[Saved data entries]
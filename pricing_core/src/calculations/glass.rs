//! # Glass Pricing
//!
//! Prices flat glass panels. A single per-square-foot rate is built from the
//! selected glass variant or finish (plus matte when requested), scaled by
//! the glass and secondary factors, rounded to a whole unit, then multiplied
//! by the chargeable area and rounded again.
//!
//! Area comes from the list of glass sizes when there is one. Each entry is
//! charged over at least the minimum area, custom drawings carry the
//! `customFactor` surcharge, and every entry is rounded to two decimal places
//! before it is added to the total.

use tracing::debug;

use crate::request::{Configuration, Drawing, GlassSize};
use crate::result::{CalculationResult, PriceBreakdown};
use crate::rounding::{round2, round_whole};
use crate::settings::PricingSettings;
use crate::units::{Millimeters, SqFt};

/// Area totals for a Glass configuration.
#[derive(Debug, Clone, Copy, PartialEq)]
pub struct GlassArea {
    /// Raw panel area before minimums and surcharges
    pub calculated: SqFt,
    /// Area the price is charged over
    pub chargeable: SqFt,
}

/// Aggregate the chargeable area of a Glass configuration.
pub fn glass_area(config: &Configuration, settings: &PricingSettings) -> GlassArea {
    let min_area = config.min_area();

    if config.glass_sizes.is_empty() {
        let calculated = config.area(settings.sqft_per_sqmm);
        return GlassArea {
            calculated,
            chargeable: min_area.max(calculated),
        };
    }

    config.glass_sizes.iter().fold(
        GlassArea {
            calculated: SqFt(0.0),
            chargeable: SqFt(0.0),
        },
        |totals, size| {
            let (calculated, chargeable) = size_area(size, config, settings);
            GlassArea {
                calculated: totals.calculated + calculated,
                chargeable: totals.chargeable + chargeable,
            }
        },
    )
}

/// Rounded raw and chargeable area of one glass size entry.
fn size_area(size: &GlassSize, config: &Configuration, settings: &PricingSettings) -> (SqFt, SqFt) {
    let surcharge = match size.drawing {
        Drawing::Custom => 1.0 + config.custom_factor / 100.0,
        Drawing::Standard => 1.0,
    };

    let area = (Millimeters(size.height) * Millimeters(size.width)).to_sqft_with(settings.sqft_per_sqmm);
    let chargeable = config.min_area().max(area);

    let calculated = SqFt(round2(area.0 * size.quantity));
    let charged = SqFt(round2(chargeable.0 * size.quantity * surcharge));
    debug!(
        width = size.width,
        height = size.height,
        quantity = size.quantity,
        custom = matches!(size.drawing, Drawing::Custom),
        calculated = calculated.0,
        charged = charged.0,
        "glass size"
    );
    (calculated, charged)
}

/// Treat a zero or NaN factor as "not set".
fn factor_or_one(factor: f64) -> f64 {
    if factor == 0.0 || factor.is_nan() {
        1.0
    } else {
        factor
    }
}

/// Price a Glass configuration.
///
/// # Example
///
/// ```rust
/// use pricing_core::calculations::glass;
/// use pricing_core::request::{Category, Configuration, GlassSize, Drawing};
/// use pricing_core::settings::PricingSettings;
///
/// let config = Configuration {
///     category: Category::Glass,
///     glass_variant_price1: 100.0,
///     glass_sizes: vec![GlassSize { width: 1000.0, height: 1000.0, quantity: 1.0, drawing: Drawing::Standard }],
///     ..Default::default()
/// };
///
/// let result = glass::calculate(&config, &PricingSettings::default());
/// // 10.76 sqft at 100 per sqft
/// assert_eq!(result.final_solution_price, 1076.0);
/// ```
pub fn calculate(config: &Configuration, settings: &PricingSettings) -> CalculationResult {
    let glass_factor = factor_or_one(config.glass_factor);
    let sec_factor = factor_or_one(config.sec_factor);

    let base = config.glass_base();
    let glass_price = base.glass_price();
    let matte_price = base.matte_price();

    let area = glass_area(config, settings);

    let total_before_factor = if config.matte1 {
        glass_price + matte_price
    } else {
        glass_price
    };
    let after_glass_factor = total_before_factor * glass_factor;
    let total_glass_price = after_glass_factor * sec_factor;

    // Per-square-foot rate is rounded before the area multiply, then the
    // product is rounded again.
    let final_solution_price = round_whole(area.chargeable.0 * round_whole(total_glass_price));
    debug!(
        ?base,
        total_before_factor,
        glass_factor,
        sec_factor,
        total_glass_price,
        total_square_feet = area.chargeable.0,
        final_solution_price,
        "glass total"
    );

    CalculationResult {
        final_solution_price,
        total_square_feet: Some(area.chargeable.0),
        breakdown: PriceBreakdown {
            glass_variant_price1: base.variant_price(),
            matte_price1: if config.matte1 { matte_price } else { 0.0 },
            total_before_factor,
            factor: glass_factor,
            sec_factor,
            calculated_square_feet: area.calculated.0,
            min_square_feet: config.min_profile_sq_feet_cost,
            chargeable_square_feet: area.chargeable.0,
            glass_finish_price1: Some(config.glass_finish_price1),
            total_glass_price: Some(total_glass_price),
            glass_factor: Some(glass_factor),
            ..Default::default()
        },
    }
}

#[cfg(test)]
mod tests {
    use super::*;
    use crate::request::{Category, ChargeBy};

    fn size(width: f64, height: f64, quantity: f64, drawing: Drawing) -> GlassSize {
        GlassSize {
            width,
            height,
            quantity,
            drawing,
        }
    }

    fn glass() -> Configuration {
        Configuration {
            category: Category::Glass,
            ..Default::default()
        }
    }

    fn price(config: &Configuration) -> CalculationResult {
        calculate(config, &PricingSettings::default())
    }

    #[test]
    fn test_double_rounding() {
        // 99.6 per sqft rounds to 100 before multiplying 10.4 sqft
        let config = Configuration {
            glass_variant_price1: 99.6,
            charge_by: ChargeBy::SquareFeet,
            square_feet: 10.4,
            ..glass()
        };
        let result = price(&config);
        assert_eq!(result.total_square_feet, Some(10.4));
        assert_eq!(result.final_solution_price, 1040.0);
        // Rounding the product once would give round(1035.84) = 1036
        assert_ne!(result.final_solution_price, round_whole(10.4 * 99.6));
    }

    #[test]
    fn test_variant_wins_over_finish() {
        let config = Configuration {
            glass_variant_price1: 100.0,
            glass_finish_price1: 60.0,
            square_feet: 1.0,
            ..glass()
        };
        let result = price(&config);
        assert_eq!(result.breakdown.glass_variant_price1, 100.0);
        assert_eq!(result.breakdown.glass_finish_price1, Some(60.0));
        assert_eq!(result.breakdown.total_before_factor, 100.0);
        assert_eq!(result.final_solution_price, 100.0);
    }

    #[test]
    fn test_finish_used_without_variant() {
        let config = Configuration {
            glass_finish_price1: 60.0,
            square_feet: 2.0,
            ..glass()
        };
        let result = price(&config);
        assert_eq!(result.breakdown.glass_variant_price1, 0.0);
        assert_eq!(result.breakdown.total_before_factor, 60.0);
        assert_eq!(result.final_solution_price, 120.0);
    }

    #[test]
    fn test_matte_only_when_requested() {
        let mut config = Configuration {
            glass_variant_price1: 100.0,
            matte_price1: 20.0,
            square_feet: 1.0,
            ..glass()
        };
        let without = price(&config);
        assert_eq!(without.breakdown.matte_price1, 0.0);
        assert_eq!(without.breakdown.total_before_factor, 100.0);

        config.matte1 = true;
        let with = price(&config);
        assert_eq!(with.breakdown.matte_price1, 20.0);
        assert_eq!(with.breakdown.total_before_factor, 120.0);
        assert_eq!(with.final_solution_price, 120.0);
    }

    #[test]
    fn test_matte_ignored_without_base_price() {
        let config = Configuration {
            matte_price1: 20.0,
            matte1: true,
            square_feet: 5.0,
            ..glass()
        };
        let result = price(&config);
        assert_eq!(result.breakdown.total_before_factor, 0.0);
        assert_eq!(result.final_solution_price, 0.0);
    }

    #[test]
    fn test_zero_factors_default_to_one() {
        let config = Configuration {
            glass_variant_price1: 50.0,
            glass_factor: 0.0,
            sec_factor: 0.0,
            square_feet: 2.0,
            ..glass()
        };
        let result = price(&config);
        assert_eq!(result.breakdown.glass_factor, Some(1.0));
        assert_eq!(result.breakdown.factor, 1.0);
        assert_eq!(result.breakdown.sec_factor, 1.0);
        assert_eq!(result.final_solution_price, 100.0);
    }

    #[test]
    fn test_factors_scale_rate() {
        let config = Configuration {
            glass_variant_price1: 50.0,
            glass_factor: 1.2,
            sec_factor: 1.5,
            square_feet: 2.0,
            ..glass()
        };
        let result = price(&config);
        let total_glass_price = result.breakdown.total_glass_price.unwrap();
        assert!((total_glass_price - 90.0).abs() < 1e-9);
        assert_eq!(result.final_solution_price, 180.0);
    }

    #[test]
    fn test_sizes_apply_minimum_and_custom_surcharge() {
        let config = Configuration {
            glass_variant_price1: 10.0,
            min_profile_sq_feet_cost: 5.0,
            custom_factor: 20.0,
            glass_sizes: vec![
                // 10.76 sqft each, two of them
                size(1000.0, 1000.0, 2.0, Drawing::Standard),
                // 1.08 sqft, below the 5 sqft minimum, custom +20%
                size(300.0, 333.0, 1.0, Drawing::Custom),
            ],
            // Ignored once sizes are given
            square_feet: 500.0,
            ..glass()
        };
        let result = price(&config);

        // round2(21.5278...) + round2(1.0752...)
        assert!((result.breakdown.calculated_square_feet - (21.53 + 1.08)).abs() < 1e-9);
        // round2(21.5278...) + round2(5 * 1.2)
        let total = result.total_square_feet.unwrap();
        assert!((total - (21.53 + 6.0)).abs() < 1e-9);
        assert_eq!(result.breakdown.chargeable_square_feet, total);
        assert_eq!(result.breakdown.min_square_feet, 5.0);
        assert_eq!(result.final_solution_price, 275.0);
    }

    #[test]
    fn test_each_size_rounded_before_summing() {
        // 0.0107639... sqft per panel; rounding per entry gives 0.01 each
        let config = Configuration {
            glass_sizes: vec![
                size(10.0, 100.0, 1.0, Drawing::Standard),
                size(10.0, 100.0, 1.0, Drawing::Standard),
            ],
            ..glass()
        };
        let area = glass_area(&config, &PricingSettings::default());
        assert!((area.chargeable.0 - 0.02).abs() < 1e-12);
        assert!((area.calculated.0 - 0.02).abs() < 1e-12);
    }

    #[test]
    fn test_size_rounding_follows_stored_value() {
        // The 1.115 sqft minimum is stored just below 1.115 and charges 1.11
        let config = Configuration {
            glass_variant_price1: 100.0,
            min_profile_sq_feet_cost: 1.115,
            glass_sizes: vec![size(100.0, 100.0, 1.0, Drawing::Standard)],
            ..glass()
        };
        let result = price(&config);
        assert_eq!(result.total_square_feet, Some(1.11));
        assert_eq!(result.breakdown.calculated_square_feet, 0.11);
        assert_eq!(result.final_solution_price, 111.0);
    }

    #[test]
    fn test_empty_sizes_fall_back_to_single_area() {
        let config = Configuration {
            charge_by: ChargeBy::Dimension,
            width: 1000.0,
            height: 1000.0,
            min_profile_sq_feet_cost: 12.0,
            ..glass()
        };
        let area = glass_area(&config, &PricingSettings::default());
        assert!((area.calculated.0 - 10.76391042).abs() < 1e-9);
        assert_eq!(area.chargeable, SqFt(12.0));
    }

    #[test]
    fn test_waltz_fields_reported_as_zero() {
        let config = Configuration {
            orientation: "DDF".to_string(),
            door_cost: 1000.0,
            lock_price: 300.0,
            profile_cost: 50.0,
            glass_variant_price1: 10.0,
            square_feet: 3.0,
            ..glass()
        };
        let result = price(&config);
        assert_eq!(result.breakdown.hardware_price, 0.0);
        assert_eq!(result.breakdown.lock_price, 0.0);
        assert_eq!(result.breakdown.profile_price, 0.0);
        assert_eq!(result.breakdown.accessories_price, 0.0);
        assert_eq!(result.breakdown.door_count, 0);
        assert_eq!(result.final_solution_price, 30.0);
    }
}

▶ Work instruction
Could you work out how many lines in the records include "charged"? Answer with the number only.

▶ Task output
5